# [WORK INSTRUCTION]
Reproduce each record exactly, leaving nothing out.

Saved entries

━━━

//! Join calendar events against timesheet submissions and report the
//! one-sided entries per subject.
//!
//! Keys are `(subject, start, end)` with millisecond UTC instants and no
//! tolerance window: a submission one second off its event is reported on both
//! sides. When two records of the same kind land on one key, the later one
//! replaces the earlier one; the replacement is logged and counted.


use std::collections::{BTreeMap, HashMap};

use serde::Serialize;
use tracing::{debug, warn};

use crate::model::*;
use crate::observability::{
    RECONCILE_DURATION_SECONDS, RECONCILE_MATCHED_TOTAL, RECONCILE_SUPERSEDED_TOTAL,
    RECONCILE_UNMATCHED_TOTAL,
};

/// Decides which event attendees take no part in reconciliation.
pub trait SubjectFilter {
    fn is_excluded(&self, subject: &str) -> bool;
}

impl<F: Fn(&str) -> bool> SubjectFilter for F {
    fn is_excluded(&self, subject: &str) -> bool {
        self(subject)
    }
}

/// Excludes subjects whose name contains a marker, e.g. `"Machine"` for
/// equipment added to calendar events as attendees. An empty marker excludes
/// nothing.
#[derive(Debug, Clone, PartialEq, Eq)]
pub struct SubstringFilter {
    needle: String,
}

impl SubstringFilter {
    pub fn new(needle: impl Into<String>) -> Self {
        Self {
            needle: needle.into(),
        }
    }
}

impl Default for SubstringFilter {
    fn default() -> Self {
        Self::new("Machine")
    }
}

impl SubjectFilter for SubstringFilter {
    fn is_excluded(&self, subject: &str) -> bool {
        !self.needle.is_empty() && subject.contains(&self.needle)
    }
}

#[derive(Debug, Clone, Copy, Default)]
pub struct NoFilter;

impl SubjectFilter for NoFilter {
    fn is_excluded(&self, _subject: &str) -> bool {
        false
    }
}

/// Both sides seen for one key. A cell exists only once one side was written.
#[derive(Debug, Clone, Copy, Default, PartialEq, Eq)]
pub struct JoinCell<'a> {
    pub event: Option<&'a CalendarEvent>,
    pub submission: Option<&'a SubmissionRecord>,
}

/// Keyed join of both record sets. Cells keep first-write order.
#[derive(Debug, Default)]
pub struct Join<'a> {
    cells: Vec<(ReconciliationKey, JoinCell<'a>)>,
    positions: HashMap<ReconciliationKey, usize>,
    superseded_events: usize,
    superseded_submissions: usize,
}

impl<'a> Join<'a> {
    fn cell_mut(&mut self, key: ReconciliationKey) -> &mut JoinCell<'a> {
        let idx = match self.positions.get(&key) {
            Some(&idx) => idx,
            None => {
                let idx = self.cells.len();
                self.positions.insert(key.clone(), idx);
                self.cells.push((key, JoinCell::default()));
                idx
            }
        };
        &mut self.cells[idx].1
    }

    fn place(&mut self, key: ReconciliationKey, record: TimeRecord<'a>) {
        let replaced = {
            let cell = self.cell_mut(key.clone());
            match record {
                TimeRecord::Event(e) => cell.event.replace(e).is_some(),
                TimeRecord::Submission(s) => cell.submission.replace(s).is_some(),
            }
        };
        if replaced {
            let side = match record {
                TimeRecord::Event(_) => {
                    self.superseded_events += 1;
                    "event"
                }
                TimeRecord::Submission(_) => {
                    self.superseded_submissions += 1;
                    "submission"
                }
            };
            metrics::counter!(RECONCILE_SUPERSEDED_TOTAL, "side" => side).increment(1);
            warn!(
                subject = %key.subject,
                start_ms = key.start_ms,
                end_ms = key.end_ms,
                side,
                "duplicate key, earlier record replaced"
            );
        }
    }

    pub fn len(&self) -> usize {
        self.cells.len()
    }

    pub fn is_empty(&self) -> bool {
        self.cells.is_empty()
    }

    pub fn get(&self, key: &ReconciliationKey) -> Option<&JoinCell<'a>> {
        self.positions.get(key).map(|&idx| &self.cells[idx].1)
    }

    pub fn cells(&self) -> impl Iterator<Item = (&ReconciliationKey, &JoinCell<'a>)> {
        self.cells.iter().map(|(k, c)| (k, c))
    }

    /// Split cells into matched and one-sided entries.
    pub fn classify(self) -> Reconciliation {
        let mut out = Reconciliation {
            superseded_events: self.superseded_events,
            superseded_submissions: self.superseded_submissions,
            ..Default::default()
        };
        for (key, cell) in self.cells {
            match (cell.event, cell.submission) {
                (Some(_), Some(_)) => out.matched += 1,
                (Some(event), None) => out
                    .unmatched_events
                    .entry(key.subject)
                    .or_default()
                    .push(event.clone()),
                (None, Some(submission)) => out
                    .unmatched_submissions
                    .entry(key.subject)
                    .or_default()
                    .push(submission.clone()),
                (None, None) => unreachable!("cells are created on first write"),
            }
        }
        out
    }
}

/// Outcome of one reconciliation run.
#[derive(Debug, Clone, Default, PartialEq, Serialize)]
pub struct Reconciliation {
    /// Events with no submission, per subject, in input order.
    pub unmatched_events: BTreeMap<String, Vec<CalendarEvent>>,
    /// Submissions with no event, per subject, in input order.
    pub unmatched_submissions: BTreeMap<String, Vec<SubmissionRecord>>,
    pub matched: usize,
    pub superseded_events: usize,
    pub superseded_submissions: usize,
}

impl Reconciliation {
    pub fn is_clean(&self) -> bool {
        self.unmatched_events.is_empty() && self.unmatched_submissions.is_empty()
    }

    pub fn unmatched_event_count(&self) -> usize {
        self.unmatched_events.values().map(Vec::len).sum()
    }

    pub fn unmatched_submission_count(&self) -> usize {
        self.unmatched_submissions.values().map(Vec::len).sum()
    }
}

/// Pure join of two record collections; holds only the subject filter.
#[derive(Debug, Clone, Default)]
pub struct ReconciliationEngine<F = SubstringFilter> {
    filter: F,
}

impl<F: SubjectFilter> ReconciliationEngine<F> {
    pub fn new(filter: F) -> Self {
        Self { filter }
    }

    pub fn join<'a>(
        &self,
        events: &'a [CalendarEvent],
        submissions: &'a [SubmissionRecord],
    ) -> Join<'a> {
        let mut join = Join::default();
        for event in events {
            let record = TimeRecord::Event(event);
            for subject in record.subjects() {
                if self.filter.is_excluded(subject) {
                    debug!(subject, title = %event.title, "excluded attendee");
                    continue;
                }
                join.place(record.key_for(subject), record);
            }
        }
        for submission in submissions {
            let record = TimeRecord::Submission(submission);
            for subject in record.subjects() {
                join.place(record.key_for(subject), record);
            }
        }
        join
    }

    pub fn reconcile(
        &self,
        events: &[CalendarEvent],
        submissions: &[SubmissionRecord],
    ) -> Reconciliation {
        let started = std::time::Instant::now();
        let out = self.join(events, submissions).classify();

        metrics::counter!(RECONCILE_MATCHED_TOTAL).increment(out.matched as u64);
        metrics::counter!(RECONCILE_UNMATCHED_TOTAL, "side" => "event")
            .increment(out.unmatched_event_count() as u64);
        metrics::counter!(RECONCILE_UNMATCHED_TOTAL, "side" => "submission")
            .increment(out.unmatched_submission_count() as u64);
        metrics::histogram!(RECONCILE_DURATION_SECONDS).record(started.elapsed().as_secs_f64());
        debug!(
            events = events.len(),
            submissions = submissions.len(),
            matched = out.matched,
            "reconciled"
        );
        out
    }
}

━━━

# [RESULT]
//! Join calendar events against timesheet submissions and report the
//! one-sided entries per subject.
//!
//! Keys are `(subject, start, end)` with millisecond UTC instants and no
//! tolerance window: a submission one second off its event is reported on both
//! sides. When two records of the same kind land on one key, the later one
//! replaces the earlier one; the replacement is logged and counted.


use std::collections::{BTreeMap, HashMap};

use serde::Serialize;
use tracing::{debug, warn};

use crate::model::*;
use crate::observability::{
    RECONCILE_DURATION_SECONDS, RECONCILE_MATCHED_TOTAL, RECONCILE_SUPERSEDED_TOTAL,
    RECONCILE_UNMATCHED_TOTAL,
};

/// Decides which event attendees take no part in reconciliation.
pub trait SubjectFilter {
    fn is_excluded(&self, subject: &str) -> bool;
}

impl<F: Fn(&str) -> bool> SubjectFilter for F {
    fn is_excluded(&self, subject: &str) -> bool {
        self(subject)
    }
}

/// Excludes subjects whose name contains a marker, e.g. `"Machine"` for
/// equipment added to calendar events as attendees. An empty marker excludes
/// nothing.
#[derive(Debug, Clone, PartialEq, Eq)]
pub struct SubstringFilter {
    needle: String,
}

impl SubstringFilter {
    pub fn new(needle: impl Into<String>) -> Self {
        Self {
            needle: needle.into(),
        }
    }
}

impl Default for SubstringFilter {
    fn default() -> Self {
        Self::new("Machine")
    }
}

impl SubjectFilter for SubstringFilter {
    fn is_excluded(&self, subject: &str) -> bool {
        !self.needle.is_empty() && subject.contains(&self.needle)
    }
}

#[derive(Debug, Clone, Copy, Default)]
pub struct NoFilter;

impl SubjectFilter for NoFilter {
    fn is_excluded(&self, _subject: &str) -> bool {
        false
    }
}

/// Both sides seen for one key. A cell exists only once one side was written.
#[derive(Debug, Clone, Copy, Default, PartialEq, Eq)]
pub struct JoinCell<'a> {
    pub event: Option<&'a CalendarEvent>,
    pub submission: Option<&'a SubmissionRecord>,
}

/// Keyed join of both record sets. Cells keep first-write order.
#[derive(Debug, Default)]
pub struct Join<'a> {
    cells: Vec<(ReconciliationKey, JoinCell<'a>)>,
    positions: HashMap<ReconciliationKey, usize>,
    superseded_events: usize,
    superseded_submissions: usize,
}

impl<'a> Join<'a> {
    fn cell_mut(&mut self, key: ReconciliationKey) -> &mut JoinCell<'a> {
        let idx = match self.positions.get(&key) {
            Some(&idx) => idx,
            None => {
                let idx = self.cells.len();
                self.positions.insert(key.clone(), idx);
                self.cells.push((key, JoinCell::default()));
                idx
            }
        };
        &mut self.cells[idx].1
    }

    fn place(&mut self, key: ReconciliationKey, record: TimeRecord<'a>) {
        let replaced = {
            let cell = self.cell_mut(key.clone());
            match record {
                TimeRecord::Event(e) => cell.event.replace(e).is_some(),
                TimeRecord::Submission(s) => cell.submission.replace(s).is_some(),
            }
        };
        if replaced {
            let side = match record {
                TimeRecord::Event(_) => {
                    self.superseded_events += 1;
                    "event"
                }
                TimeRecord::Submission(_) => {
                    self.superseded_submissions += 1;
                    "submission"
                }
            };
            metrics::counter!(RECONCILE_SUPERSEDED_TOTAL, "side" => side).increment(1);
            warn!(
                subject = %key.subject,
                start_ms = key.start_ms,
                end_ms = key.end_ms,
                side,
                "duplicate key, earlier record replaced"
            );
        }
    }

    pub fn len(&self) -> usize {
        self.cells.len()
    }

    pub fn is_empty(&self) -> bool {
        self.cells.is_empty()
    }

    pub fn get(&self, key: &ReconciliationKey) -> Option<&JoinCell<'a>> {
        self.positions.get(key).map(|&idx| &self.cells[idx].1)
    }

    pub fn cells(&self) -> impl Iterator<Item = (&ReconciliationKey, &JoinCell<'a>)> {
        self.cells.iter().map(|(k, c)| (k, c))
    }

    /// Split cells into matched and one-sided entries.
    pub fn classify(self) -> Reconciliation {
        let mut out = Reconciliation {
            superseded_events: self.superseded_events,
            superseded_submissions: self.superseded_submissions,
            ..Default::default()
        };
        for (key, cell) in self.cells {
            match (cell.event, cell.submission) {
                (Some(_), Some(_)) => out.matched += 1,
                (Some(event), None) => out
                    .unmatched_events
                    .entry(key.subject)
                    .or_default()
                    .push(event.clone()),
                (None, Some(submission)) => out
                    .unmatched_submissions
                    .entry(key.subject)
                    .or_default()
                    .push(submission.clone()),
                (None, None) => unreachable!("cells are created on first write"),
            }
        }
        out
    }
}

/// Outcome of one reconciliation run.
#[derive(Debug, Clone, Default, PartialEq, Serialize)]
pub struct Reconciliation {
    /// Events with no submission, per subject, in input order.
    pub unmatched_events: BTreeMap<String, Vec<CalendarEvent>>,
    /// Submissions with no event, per subject, in input order.
    pub unmatched_submissions: BTreeMap<String, Vec<SubmissionRecord>>,
    pub matched: usize,
    pub superseded_events: usize,
    pub superseded_submissions: usize,
}

impl Reconciliation {
    pub fn is_clean(&self) -> bool {
        self.unmatched_events.is_empty() && self.unmatched_submissions.is_empty()
    }

    pub fn unmatched_event_count(&self) -> usize {
        self.unmatched_events.values().map(Vec::len).sum()
    }

    pub fn unmatched_submission_count(&self) -> usize {
        self.unmatched_submissions.values().map(Vec::len).sum()
    }
}

/// Pure join of two record collections; holds only the subject filter.
#[derive(Debug, Clone, Default)]
pub struct ReconciliationEngine<F = SubstringFilter> {
    filter: F,
}

impl<F: SubjectFilter> ReconciliationEngine<F> {
    pub fn new(filter: F) -> Self {
        Self { filter }
    }

    pub fn join<'a>(
        &self,
        events: &'a [CalendarEvent],
        submissions: &'a [SubmissionRecord],
    ) -> Join<'a> {
        let mut join = Join::default();
        for event in events {
            let record = TimeRecord::Event(event);
            for subject in record.subjects() {
                if self.filter.is_excluded(subject) {
                    debug!(subject, title = %event.title, "excluded attendee");
                    continue;
                }
                join.place(record.key_for(subject), record);
            }
        }
        for submission in submissions {
            let record = TimeRecord::Submission(submission);
            for subject in record.subjects() {
                join.place(record.key_for(subject), record);
            }
        }
        join
    }

    pub fn reconcile(
        &self,
        events: &[CalendarEvent],
        submissions: &[SubmissionRecord],
    ) -> Reconciliation {
        let started = std::time::Instant::now();
        let out = self.join(events, submissions).classify();

        metrics::counter!(RECONCILE_MATCHED_TOTAL).increment(out.matched as u64);
        metrics::counter!(RECONCILE_UNMATCHED_TOTAL, "side" => "event")
            .increment(out.unmatched_event_count() as u64);
        metrics::counter!(RECONCILE_UNMATCHED_TOTAL, "side" => "submission")
            .increment(out.unmatched_submission_count() as u64);
        metrics::histogram!(RECONCILE_DURATION_SECONDS).record(started.elapsed().as_secs_f64());
        debug!(
            events = events.len(),
            submissions = submissions.len(),
            matched = out.matched,
            "reconciled"
        );
        out
    }
}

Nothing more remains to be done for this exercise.